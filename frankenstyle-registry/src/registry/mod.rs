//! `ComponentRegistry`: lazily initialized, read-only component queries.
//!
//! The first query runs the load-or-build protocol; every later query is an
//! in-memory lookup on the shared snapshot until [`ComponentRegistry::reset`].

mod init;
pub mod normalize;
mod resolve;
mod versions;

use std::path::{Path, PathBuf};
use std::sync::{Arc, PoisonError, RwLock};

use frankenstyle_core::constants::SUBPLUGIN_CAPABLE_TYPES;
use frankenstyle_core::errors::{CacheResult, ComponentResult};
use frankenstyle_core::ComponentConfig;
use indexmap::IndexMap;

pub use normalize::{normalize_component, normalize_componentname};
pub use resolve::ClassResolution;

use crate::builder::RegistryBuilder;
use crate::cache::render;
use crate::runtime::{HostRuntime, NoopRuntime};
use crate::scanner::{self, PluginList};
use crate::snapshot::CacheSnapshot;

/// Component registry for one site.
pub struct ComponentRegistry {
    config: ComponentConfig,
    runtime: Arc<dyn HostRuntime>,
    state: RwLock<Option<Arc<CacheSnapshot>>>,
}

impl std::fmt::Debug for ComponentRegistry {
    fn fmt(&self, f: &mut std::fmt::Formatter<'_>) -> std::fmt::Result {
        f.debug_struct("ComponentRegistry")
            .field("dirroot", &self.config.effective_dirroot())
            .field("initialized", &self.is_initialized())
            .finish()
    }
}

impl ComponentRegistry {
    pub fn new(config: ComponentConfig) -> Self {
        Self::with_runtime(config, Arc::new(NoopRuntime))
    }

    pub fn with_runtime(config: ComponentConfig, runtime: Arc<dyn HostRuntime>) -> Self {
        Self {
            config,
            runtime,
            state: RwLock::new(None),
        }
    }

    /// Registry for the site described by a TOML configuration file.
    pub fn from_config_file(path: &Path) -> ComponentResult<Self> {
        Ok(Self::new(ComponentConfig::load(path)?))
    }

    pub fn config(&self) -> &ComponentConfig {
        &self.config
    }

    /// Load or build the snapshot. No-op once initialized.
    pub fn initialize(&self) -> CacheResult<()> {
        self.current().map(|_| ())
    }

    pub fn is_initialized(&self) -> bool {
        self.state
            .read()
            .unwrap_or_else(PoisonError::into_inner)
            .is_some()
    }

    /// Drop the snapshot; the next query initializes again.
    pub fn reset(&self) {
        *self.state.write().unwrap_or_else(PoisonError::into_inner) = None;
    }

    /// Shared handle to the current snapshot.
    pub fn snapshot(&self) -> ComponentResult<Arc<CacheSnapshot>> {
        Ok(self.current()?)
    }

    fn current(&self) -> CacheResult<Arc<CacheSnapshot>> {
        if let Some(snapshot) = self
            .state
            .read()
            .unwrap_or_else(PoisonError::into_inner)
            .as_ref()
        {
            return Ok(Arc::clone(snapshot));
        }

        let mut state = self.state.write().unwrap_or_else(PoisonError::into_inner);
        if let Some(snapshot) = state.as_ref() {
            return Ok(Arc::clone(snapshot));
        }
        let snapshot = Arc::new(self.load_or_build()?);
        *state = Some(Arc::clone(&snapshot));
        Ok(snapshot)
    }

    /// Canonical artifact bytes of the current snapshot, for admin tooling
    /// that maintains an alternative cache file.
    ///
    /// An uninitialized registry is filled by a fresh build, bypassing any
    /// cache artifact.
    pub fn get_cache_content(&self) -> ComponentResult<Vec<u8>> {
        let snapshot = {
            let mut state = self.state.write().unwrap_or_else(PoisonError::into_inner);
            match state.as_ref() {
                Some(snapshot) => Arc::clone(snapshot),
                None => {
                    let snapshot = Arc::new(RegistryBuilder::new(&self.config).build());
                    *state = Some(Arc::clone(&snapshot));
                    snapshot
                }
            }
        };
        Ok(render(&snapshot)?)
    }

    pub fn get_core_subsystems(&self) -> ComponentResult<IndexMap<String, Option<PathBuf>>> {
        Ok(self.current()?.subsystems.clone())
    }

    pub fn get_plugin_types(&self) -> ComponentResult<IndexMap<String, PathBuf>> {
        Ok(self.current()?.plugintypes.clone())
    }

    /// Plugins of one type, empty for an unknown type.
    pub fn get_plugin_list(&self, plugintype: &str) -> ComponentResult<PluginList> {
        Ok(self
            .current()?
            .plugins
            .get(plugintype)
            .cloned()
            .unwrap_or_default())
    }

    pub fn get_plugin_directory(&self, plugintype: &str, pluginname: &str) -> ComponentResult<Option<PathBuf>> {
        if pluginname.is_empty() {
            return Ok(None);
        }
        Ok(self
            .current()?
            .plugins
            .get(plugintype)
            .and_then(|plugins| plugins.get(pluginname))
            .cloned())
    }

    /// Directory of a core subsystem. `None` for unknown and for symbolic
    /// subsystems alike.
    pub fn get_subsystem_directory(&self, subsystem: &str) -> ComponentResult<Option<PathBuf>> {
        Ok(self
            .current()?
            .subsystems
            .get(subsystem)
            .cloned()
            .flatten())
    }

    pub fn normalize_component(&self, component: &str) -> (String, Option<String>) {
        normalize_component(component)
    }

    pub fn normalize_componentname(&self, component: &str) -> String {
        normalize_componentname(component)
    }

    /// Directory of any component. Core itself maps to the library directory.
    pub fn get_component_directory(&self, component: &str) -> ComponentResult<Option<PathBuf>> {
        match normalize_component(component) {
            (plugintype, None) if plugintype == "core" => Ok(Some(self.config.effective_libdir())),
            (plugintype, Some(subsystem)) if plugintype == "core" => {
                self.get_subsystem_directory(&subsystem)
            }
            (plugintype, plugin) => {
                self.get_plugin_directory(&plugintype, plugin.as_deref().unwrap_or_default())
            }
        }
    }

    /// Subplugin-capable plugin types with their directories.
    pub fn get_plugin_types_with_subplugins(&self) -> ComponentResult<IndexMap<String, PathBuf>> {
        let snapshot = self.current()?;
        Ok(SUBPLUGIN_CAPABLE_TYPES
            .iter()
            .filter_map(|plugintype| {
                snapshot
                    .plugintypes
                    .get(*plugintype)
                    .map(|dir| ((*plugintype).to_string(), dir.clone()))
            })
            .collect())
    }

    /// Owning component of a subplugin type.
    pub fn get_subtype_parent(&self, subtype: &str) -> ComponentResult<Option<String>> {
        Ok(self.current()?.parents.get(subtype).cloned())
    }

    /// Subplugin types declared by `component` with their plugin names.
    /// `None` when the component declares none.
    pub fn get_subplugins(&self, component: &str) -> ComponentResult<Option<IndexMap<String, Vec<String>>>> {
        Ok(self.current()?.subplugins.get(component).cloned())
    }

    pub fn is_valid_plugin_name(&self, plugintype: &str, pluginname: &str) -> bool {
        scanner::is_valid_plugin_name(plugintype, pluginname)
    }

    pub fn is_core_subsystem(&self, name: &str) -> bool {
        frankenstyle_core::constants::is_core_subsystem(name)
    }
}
########
_THE PROBLEM:_
Give again, word for word, every line from the one holding "their plugin names." to the end of the data.

_EXERCISE RESULT:_
    /// Subplugin types declared by `component` with their plugin names.
    /// `None` when the component declares none.
    pub fn get_subplugins(&self, component: &str) -> ComponentResult<Option<IndexMap<String, Vec<String>>>> {
        Ok(self.current()?.subplugins.get(component).cloned())
    }

    pub fn is_valid_plugin_name(&self, plugintype: &str, pluginname: &str) -> bool {
        scanner::is_valid_plugin_name(plugintype, pluginname)
    }

    pub fn is_core_subsystem(&self, name: &str) -> bool {
        frankenstyle_core::constants::is_core_subsystem(name)
    }
}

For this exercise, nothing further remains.